**EXERCISE DIRECTIONS**
Search the records for the word "Option". Copy every line where it appears.
Segment Start: INFORMATION GIVEN
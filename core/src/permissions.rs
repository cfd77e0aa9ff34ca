//! Static role → capability table.
//!
//! Roles are reference data: the table is built once at startup and shared
//! read-only. Membership rows only store a [`RoleId`]; resolving it against
//! this table yields the capability set checked by the role guard.

use std::collections::BTreeSet;
use std::fmt;

use serde::{Deserialize, Serialize};

use crate::ids::RoleId;

#[derive(Debug, Clone, Copy, PartialEq, Eq, PartialOrd, Ord, Hash, Serialize, Deserialize)]
#[serde(rename_all = "SCREAMING_SNAKE_CASE")]
pub enum Permission {
    CreateWorkspace,
    DeleteWorkspace,
    EditWorkspace,
    ManageWorkspaceSettings,
    AddMember,
    ChangeMemberRole,
    RemoveMember,
    CreateProject,
    EditProject,
    DeleteProject,
    CreateTask,
    EditTask,
    DeleteTask,
    CreateFarmer,
    EditFarmer,
    DeleteFarmer,
    UploadDocument,
    DeleteDocument,
    ViewOnly,
}

impl Permission {
    pub const ALL: [Permission; 19] = [
        Permission::CreateWorkspace,
        Permission::DeleteWorkspace,
        Permission::EditWorkspace,
        Permission::ManageWorkspaceSettings,
        Permission::AddMember,
        Permission::ChangeMemberRole,
        Permission::RemoveMember,
        Permission::CreateProject,
        Permission::EditProject,
        Permission::DeleteProject,
        Permission::CreateTask,
        Permission::EditTask,
        Permission::DeleteTask,
        Permission::CreateFarmer,
        Permission::EditFarmer,
        Permission::DeleteFarmer,
        Permission::UploadDocument,
        Permission::DeleteDocument,
        Permission::ViewOnly,
    ];

    pub fn as_str(&self) -> &'static str {
        match self {
            Self::CreateWorkspace => "CREATE_WORKSPACE",
            Self::DeleteWorkspace => "DELETE_WORKSPACE",
            Self::EditWorkspace => "EDIT_WORKSPACE",
            Self::ManageWorkspaceSettings => "MANAGE_WORKSPACE_SETTINGS",
            Self::AddMember => "ADD_MEMBER",
            Self::ChangeMemberRole => "CHANGE_MEMBER_ROLE",
            Self::RemoveMember => "REMOVE_MEMBER",
            Self::CreateProject => "CREATE_PROJECT",
            Self::EditProject => "EDIT_PROJECT",
            Self::DeleteProject => "DELETE_PROJECT",
            Self::CreateTask => "CREATE_TASK",
            Self::EditTask => "EDIT_TASK",
            Self::DeleteTask => "DELETE_TASK",
            Self::CreateFarmer => "CREATE_FARMER",
            Self::EditFarmer => "EDIT_FARMER",
            Self::DeleteFarmer => "DELETE_FARMER",
            Self::UploadDocument => "UPLOAD_DOCUMENT",
            Self::DeleteDocument => "DELETE_DOCUMENT",
            Self::ViewOnly => "VIEW_ONLY",
        }
    }
}

impl fmt::Display for Permission {
    fn fmt(&self, f: &mut fmt::Formatter<'_>) -> fmt::Result {
        f.write_str(self.as_str())
    }
}

#[derive(Debug, Clone, Copy, PartialEq, Eq, Hash, Serialize, Deserialize)]
#[serde(rename_all = "SCREAMING_SNAKE_CASE")]
pub enum RoleName {
    Owner,
    Admin,
    Member,
}

impl RoleName {
    pub fn as_str(&self) -> &'static str {
        match self {
            Self::Owner => "OWNER",
            Self::Admin => "ADMIN",
            Self::Member => "MEMBER",
        }
    }

    /// Stable identifier persisted on membership rows.
    pub fn role_id(&self) -> RoleId {
        RoleId::from(self.as_str().to_ascii_lowercase())
    }
}

#[derive(Debug, Clone, PartialEq, Eq)]
pub struct RoleRecord {
    pub id: RoleId,
    pub name: RoleName,
    pub permissions: BTreeSet<Permission>,
}

impl RoleRecord {
    pub fn new(name: RoleName, permissions: &[Permission]) -> Self {
        Self {
            id: name.role_id(),
            name,
            permissions: permissions.iter().copied().collect(),
        }
    }

    pub fn has(&self, permission: Permission) -> bool {
        self.permissions.contains(&permission)
    }

    /// True when at least one of `required` is granted. An empty requirement
    /// is never satisfied.
    pub fn grants_any(&self, required: &[Permission]) -> bool {
        required.iter().any(|permission| self.has(*permission))
    }
}

#[derive(Debug, Clone)]
pub struct PermissionTable {
    roles: Vec<RoleRecord>,
}

impl PermissionTable {
    pub fn new(roles: Vec<RoleRecord>) -> Self {
        Self { roles }
    }

    /// The cooperative role model: owners hold every capability, admins
    /// everything except deleting the workspace, members run day-to-day
    /// loan and farmer work.
    pub fn standard() -> Self {
        let owner = RoleRecord::new(RoleName::Owner, &Permission::ALL);

        let admin_permissions: Vec<Permission> = Permission::ALL
            .into_iter()
            .filter(|permission| *permission != Permission::DeleteWorkspace)
            .collect();
        let admin = RoleRecord::new(RoleName::Admin, &admin_permissions);

        let member = RoleRecord::new(
            RoleName::Member,
            &[
                Permission::CreateTask,
                Permission::EditTask,
                Permission::CreateFarmer,
                Permission::EditFarmer,
                Permission::UploadDocument,
                Permission::ViewOnly,
            ],
        );

        Self::new(vec![owner, admin, member])
    }

    pub fn roles(&self) -> &[RoleRecord] {
        &self.roles
    }

    pub fn find(&self, role_id: &str) -> Option<&RoleRecord> {
        let normalized = role_id.trim();
        self.roles
            .iter()
            .find(|role| role.id.eq_ignore_ascii_case(normalized))
    }

    pub fn by_name(&self, name: RoleName) -> Option<&RoleRecord> {
        self.roles.iter().find(|role| role.name == name)
    }
}

impl Default for PermissionTable {
    fn default() -> Self {
        Self::standard()
    }
}

#[cfg(test)]
mod tests {
    use super::*;
    use proptest::prelude::*;

    #[test]
    fn standard_table_resolves_by_id_and_name() {
        let table = PermissionTable::standard();
        let owner = table.find("owner").expect("owner role");
        assert_eq!(owner.name, RoleName::Owner);
        assert_eq!(table.find(" ADMIN ").map(|role| role.name), Some(RoleName::Admin));
        assert!(table.find("superuser").is_none());
        assert_eq!(
            table.by_name(RoleName::Member).map(|role| role.id.clone()),
            Some(RoleId::from("member"))
        );
    }

    #[test]
    fn only_owner_can_delete_workspace() {
        let table = PermissionTable::standard();
        let holders: Vec<RoleName> = table
            .roles()
            .iter()
            .filter(|role| role.has(Permission::DeleteWorkspace))
            .map(|role| role.name)
            .collect();
        assert_eq!(holders, vec![RoleName::Owner]);
    }

    #[test]
    fn member_cannot_manage_membership() {
        let table = PermissionTable::standard();
        let member = table.by_name(RoleName::Member).expect("member role");
        assert!(!member.grants_any(&[Permission::ChangeMemberRole]));
        assert!(!member.grants_any(&[Permission::DeleteTask]));
        assert!(member.grants_any(&[Permission::ViewOnly]));
    }

    #[test]
    fn empty_requirement_is_never_granted() {
        let table = PermissionTable::standard();
        let owner = table.by_name(RoleName::Owner).expect("owner role");
        assert!(!owner.grants_any(&[]));
    }

    fn permission_subset() -> impl Strategy<Value = Vec<Permission>> {
        proptest::sample::subsequence(Permission::ALL.to_vec(), 0..=Permission::ALL.len())
    }

    proptest! {
        #[test]
        fn grants_any_matches_set_intersection(
            role_perms in permission_subset(),
            required in permission_subset(),
        ) {
            let role = RoleRecord::new(RoleName::Member, &role_perms);
            let intersects = required.iter().any(|permission| role_perms.contains(permission));
            prop_assert_eq!(role.grants_any(&required), intersects);
        }
    }
}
Segment End: INFORMATION GIVEN
**WRITTEN RESPONSE**
    pub fn find(&self, role_id: &str) -> Option<&RoleRecord> {
    pub fn by_name(&self, name: RoleName) -> Option<&RoleRecord> {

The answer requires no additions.